This fiery Scot has form when it comes to writing big pieces of a religious bent, particularly his stirring Passion settings. He’s masterful in small pieces too, as in his anthem for Queen Elizabeth II’s funeral. Even so, this oratorio seems exceptional in the directness of its musical language and ability to leave listeners of every stripe bathed in an uplifting glow.

The ears are immediately gripped by the folk-carol twang and twinkling celesta in the opening sinfonia, the first of four orchestral movements threaded through a vocal tapestry mixing Gospel passages with Catholic ritual, metaphysical poetry and a Gaelic lullaby. Tone and manner equally keep shifting: you get choral chanting, scurrying strings, blistering brass chords, chortling winds, sweet simplicity and thunderous violence, with ecstasy radiating at the close.
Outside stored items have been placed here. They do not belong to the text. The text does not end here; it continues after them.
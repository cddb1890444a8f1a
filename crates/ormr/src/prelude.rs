//! Convenience re-exports — `use ormr::prelude::*` for the common items.

pub use crate::behavior::{MovingPlatform, Rotator, Tag, behavior_step, entities_with_tag};
pub use crate::camera::Camera;
pub use crate::collision::{Collider, ColliderShape, DISTANCE_SENTINEL, collision_step};
pub use crate::control::{CharacterController, ControlMode, InputState, PickingRay};
pub use crate::ecs::{ComponentKind, Entity, EntityId, Schedule, Store, Stored, System};
pub use crate::gui::{GuiAnchor, GuiElement, GuiText, ScreenBounds};
pub use crate::math::{DEG2RAD, Mat3, Mat4, Quat, RAD2DEG, Vec2, Vec3, Vec4};
pub use crate::render_data::{Light, Mesh};
pub use crate::scene::{
    SceneError, SceneFile, load_scene, load_scene_file, save_scene, save_scene_file,
    save_scene_string,
};
pub use crate::time::FrameClock;
pub use crate::transform::Transform;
Lucy Crowe’s two soprano arias couldn’t be more eloquent and Roderick Williams’s baritone contributions are only a few paces behind. As for Elder, the orchestra and the superb LPO choir — all of them seem on fire, confident in attack, secure in the knowledge that MacMillan has written a masterpiece of uncommon and piercing power.

The British musical forces are a lot smaller in Echo, a typically striking recital from the soprano Ruby Hughes and her pianist partner Huw Watkins — the composer too of the title song cycle, a brilliantly effective meditation on different shades of grief and loss. Wrapped around it come Purcell, Bach and folk songs, mediated mostly through arrangements by Britten, and other well-chosen pleasures. Hughes’s vibrato-light voice is extremely expressive even when her volume’s turned low, as it is, you may feel, for slightly too much of the time. But, whispered or not, this is still a most thoughtful and tender album. (London Philharmonic Orchestra; BIS)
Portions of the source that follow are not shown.